VanAntwerp Attorneys, LLP
Phone: 606-618-0698

Limit taxation and the potential for argument with an estate plan

It's easy to ignore the need for an estate plan. You're busy and it doesn't seem that urgent, right? Yet we all know that we could end up needing an estate plan without warning.

One thing that might motivate you to take care of the issue is to understand the benefits you are providing to your loved ones. Not only could you save them money by limiting unnecessary taxes, but you could also save them heartache and disputes. You could even keep your loved ones from squandering what you leave them.

Make no mistake: Most people need an estate plan, not just the wealthy. If you have a house, a 401(k)/403(b), an IRA or a life insurance policy, you will be doing your heirs a big favor by designating them as beneficiaries and setting up a will and/or trust.
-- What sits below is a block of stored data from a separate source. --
// Copyright 2025 eraflo
//
// Licensed under the Apache License, Version 2.0 (the "License");
// you may not use this file except in compliance with the License.
// You may obtain a copy of the License at
//
//     http://www.apache.org/licenses/LICENSE-2.0
//
// Unless required by applicable law or agreed to in writing, software
// distributed under the License is distributed on an "AS IS" BASIS,
// WITHOUT WARRANTIES OR CONDITIONS OF ANY KIND, either express or implied.
// See the License for the specific language governing permissions and
// limitations under the License.

//! Compute passes over the rate map and their uniform blocks.
//!
//! Every uniform block is `#[repr(C)]`, `Pod`, and padded to a multiple of 16
//! bytes so it can be uploaded verbatim into a WGSL `var<uniform>`.

use super::device::SceneInput;
use bytemuck::{Pod, Zeroable};

/// Uniforms of the foveated pass.
#[repr(C)]
#[derive(Debug, Clone, Copy, PartialEq, Pod, Zeroable)]
pub struct FoveatedUniforms {
    /// Tile columns.
    pub tiles_x: u32,
    /// Tile rows.
    pub tiles_y: u32,
    /// Tile size in pixels.
    pub tile_size: u32,
    /// Non-zero when extended rates may be written.
    pub extended: u32,
    /// Focal point, in tiles.
    pub center_x: f32,
    /// Focal point, in tiles.
    pub center_y: f32,
    /// Radius of the full-rate disc, in tiles.
    pub inner_radius: f32,
    /// Radius beyond which the coarsest rate applies, in tiles.
    pub outer_radius: f32,
}

/// Uniforms of the depth level-of-detail pass.
#[repr(C)]
#[derive(Debug, Clone, Copy, PartialEq, Pod, Zeroable)]
pub struct DepthLodUniforms {
    /// Tile columns.
    pub tiles_x: u32,
    /// Tile rows.
    pub tiles_y: u32,
    /// Tile size in pixels.
    pub tile_size: u32,
    /// Non-zero when extended rates may be written.
    pub extended: u32,
    /// Render target width in pixels.
    pub target_width: u32,
    /// Render target height in pixels.
    pub target_height: u32,
    /// Padding.
    pub _pad: [u32; 2],
    /// Camera near clip distance.
    pub camera_near: f32,
    /// Camera far clip distance.
    pub camera_far: f32,
    /// Normalized depth below which tiles stay at full rate.
    pub lod_near: f32,
    /// Normalized depth beyond which tiles get the coarsest rate.
    pub lod_far: f32,
}

/// Uniforms of the contrast-adaptive pass.
#[repr(C)]
#[derive(Debug, Clone, Copy, PartialEq, Pod, Zeroable)]
pub struct ContrastAdaptiveUniforms {
    /// Tile columns.
    pub tiles_x: u32,
    /// Tile rows.
    pub tiles_y: u32,
    /// Tile size in pixels.
    pub tile_size: u32,
    /// Non-zero when extended rates may be written.
    pub extended: u32,
    /// Render target width in pixels.
    pub target_width: u32,
    /// Render target height in pixels.
    pub target_height: u32,
    /// Non-zero to use the Weber-Fechner threshold.
    pub use_weber_fechner: u32,
    /// Non-zero to attenuate errors by tile motion.
    pub use_motion_vectors: u32,
    /// Just-noticeable-difference scale `τ`.
    pub sensitivity_threshold: f32,
    /// Quarter-rate constant `K`.
    pub quarter_rate_sensitivity: f32,
    /// Ambient luma added to the tile average.
    pub environment_luma: f32,
    /// Weber-Fechner constant `c`.
    pub weber_fechner_constant: f32,
    /// Error attenuation per pixel of motion.
    pub motion_error_falloff: f32,
    /// Padding.
    pub _pad: [f32; 3],
}

/// Uniforms of the compute-diagnostic pass.
#[repr(C)]
#[derive(Debug, Clone, Copy, PartialEq, Pod, Zeroable)]
pub struct DiagnosticUniforms {
    /// Tile columns.
    pub tiles_x: u32,
    /// Tile rows.
    pub tiles_y: u32,
    /// Tile size in pixels.
    pub tile_size: u32,
    /// Index of the diagnostic view.
    pub view: u32,
    /// Render target width in pixels.
    pub target_width: u32,
    /// Render target height in pixels.
    pub target_height: u32,
    /// Non-zero to darken tile borders.
    pub draw_grid: u32,
    /// Padding.
    pub _pad: u32,
}

/// Neighborhood used by the single-elimination post-filter.
pub const NEIGHBORHOOD_VON_NEUMANN: u32 = 0;
/// Neighborhood used by the single-elimination post-filter.
pub const NEIGHBORHOOD_MOORE: u32 = 1;

/// Uniforms of the single-elimination post-filter.
#[repr(C)]
#[derive(Debug, Clone, Copy, PartialEq, Pod, Zeroable)]
pub struct FilterUniforms {
    /// Tile columns.
    pub tiles_x: u32,
    /// Tile rows.
    pub tiles_y: u32,
    /// [`NEIGHBORHOOD_VON_NEUMANN`] or [`NEIGHBORHOOD_MOORE`].
    pub neighborhood: u32,
    /// Padding.
    pub _pad: u32,
}

/// Uniforms of the debug overlay.
#[repr(C)]
#[derive(Debug, Clone, Copy, PartialEq, Pod, Zeroable)]
pub struct OverlayUniforms {
    /// Tile columns.
    pub tiles_x: u32,
    /// Tile rows.
    pub tiles_y: u32,
    /// Tile size in pixels.
    pub tile_size: u32,
    /// Non-zero to alpha-blend the tint, zero to replace the pixel.
    pub blend_mask: u32,
    /// Non-zero to draw tile borders.
    pub draw_grid: u32,
    /// Render target width in pixels.
    pub target_width: u32,
    /// Render target height in pixels.
    pub target_height: u32,
    /// Padding.
    pub _pad: u32,
}

/// One compute pass over the rate map.
#[derive(Debug, Clone, Copy, PartialEq)]
pub enum RateMapPass {
    /// Distance-from-focal-point falloff.
    Foveated(FoveatedUniforms),
    /// Linearized scene depth mapped onto the rate ladder.
    DepthLod(DepthLodUniforms),
    /// Per-tile luma error analysis.
    ContrastAdaptive(ContrastAdaptiveUniforms),
    /// Engineering visualization; forces full rate.
    Diagnostic(DiagnosticUniforms),
    /// Isolated coarse-tile removal.
    SingleElimination(FilterUniforms),
    /// Rate tint over the debug output.
    DebugOverlay(OverlayUniforms),
}

impl RateMapPass {
    /// Label used for pipelines and log lines.
    pub fn label(&self) -> &'static str {
        match self {
            RateMapPass::Foveated(_) => "vrs_foveated",
            RateMapPass::DepthLod(_) => "vrs_depth_lod",
            RateMapPass::ContrastAdaptive(_) => "vrs_contrast_adaptive",
            RateMapPass::Diagnostic(_) => "vrs_diagnostic",
            RateMapPass::SingleElimination(_) => "vrs_single_elimination",
            RateMapPass::DebugOverlay(_) => "vrs_debug_overlay",
        }
    }

    /// The uniform block as bytes.
    pub fn uniform_bytes(&self) -> &[u8] {
        match self {
            RateMapPass::Foveated(u) => bytemuck::bytes_of(u),
            RateMapPass::DepthLod(u) => bytemuck::bytes_of(u),
            RateMapPass::ContrastAdaptive(u) => bytemuck::bytes_of(u),
            RateMapPass::Diagnostic(u) => bytemuck::bytes_of(u),
            RateMapPass::SingleElimination(u) => bytemuck::bytes_of(u),
            RateMapPass::DebugOverlay(u) => bytemuck::bytes_of(u),
        }
    }

    /// Work-group count: one work-group per tile.
    pub fn workgroups(&self) -> (u32, u32) {
        match self {
            RateMapPass::Foveated(u) => (u.tiles_x, u.tiles_y),
            RateMapPass::DepthLod(u) => (u.tiles_x, u.tiles_y),
            RateMapPass::ContrastAdaptive(u) => (u.tiles_x, u.tiles_y),
            RateMapPass::Diagnostic(u) => (u.tiles_x, u.tiles_y),
            RateMapPass::SingleElimination(u) => (u.tiles_x, u.tiles_y),
            RateMapPass::DebugOverlay(u) => (u.tiles_x, u.tiles_y),
        }
    }

    /// Scene images the pass reads, in binding order after the rate map.
    ///
    /// [`SceneInput::Velocity`] is optional: devices substitute zero motion
    /// when it is not bound.
    pub fn inputs(&self) -> &'static [SceneInput] {
        match self {
            RateMapPass::Foveated(_) | RateMapPass::SingleElimination(_) => &[],
            RateMapPass::DepthLod(_) => &[SceneInput::Depth],
            RateMapPass::ContrastAdaptive(_) | RateMapPass::Diagnostic(_) => {
                &[SceneInput::Color, SceneInput::Velocity]
            }
            RateMapPass::DebugOverlay(_) => &[SceneInput::Color],
        }
    }

    /// The image the pass writes besides the rate map, if any.
    pub fn output(&self) -> Option<SceneInput> {
        match self {
            RateMapPass::Diagnostic(_) | RateMapPass::DebugOverlay(_) => {
                Some(SceneInput::DebugOutput)
            }
            _ => None,
        }
    }
}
For some accounts, setting up a beneficiary is sufficient as long as you keep that designation current. For things like your home, a vacation property or personal assets, you will need a will or trust. And, although you can find forms for these online, it's unwise to rely on them. The advice of an estate planning attorney is not as cheap as an online form but it is likely to pay for itself -- perhaps many times over, depending on your circumstances. Good advice can save you a lot in unnecessary taxes and probate costs.

It's true that most estates are not subject to the federal estate tax, although some are. However, many states -- including Kentucky -- have either estate or inheritance taxes that you will need to take into account.
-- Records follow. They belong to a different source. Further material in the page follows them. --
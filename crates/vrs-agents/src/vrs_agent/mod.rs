// Copyright 2025 eraflo
//
// Licensed under the Apache License, Version 2.0 (the "License");
// you may not use this file except in compliance with the License.
// You may obtain a copy of the License at
//
//     http://www.apache.org/licenses/LICENSE-2.0
//
// Unless required by applicable law or agreed to in writing, software
// distributed under the License is distributed on an "AS IS" BASIS,
// WITHOUT WARRANTIES OR CONDITIONS OF ANY KIND, either express or implied.
// See the License for the specific language governing permissions and
// limitations under the License.


//! Acts as the **[A]gent** for variable rate shading.
//!
//! The agent decides *which* lane runs and in what order. The lanes decide
//! *what* each tile's rate is. Per frame the host calls, in order:
//!
//! 1. [`VrsAgent::update`] with the measured GPU time and pointer position,
//! 2. [`VrsAgent::render`] to record generation, filtering and the overlay,
//! 3. [`VrsAgent::bind`] around the variable-rate draws and
//!    [`VrsAgent::clear`] after them,
//! 4. [`VrsAgent::end_frame`], which refreshes statistics when enabled.

mod agent;
mod pointer;

pub use agent::*;
pub use pointer::PointerTracker;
Creating a trust is often a good place to start

Done properly, placing your property in a trust and leaving that trust to your heirs can save your loved ones a great deal of money and stress by limiting probate. Assets in trusts generally need not be probated. Trust assets are also taxed differently from those left through a will. And, a trust may shield assets from your loved ones' creditors during bankruptcy.

Many people create estate plans that include trusts, wills and non-probate accounts. An estate planning lawyer can help you determine the best strategy for the assets you have, your goals, and your concerns.

According to WealthCounsel's estate planning awareness survey, almost three-quarters of Americans find estate planning to be confusing. That may be why only about 40 percent have a will, and far fewer have a trust in place.

Don't procrastinate on setting up your estate plan. It's simply too important for your family. The first step is to have a conversation with an estate planning attorney about your assets, values and goals.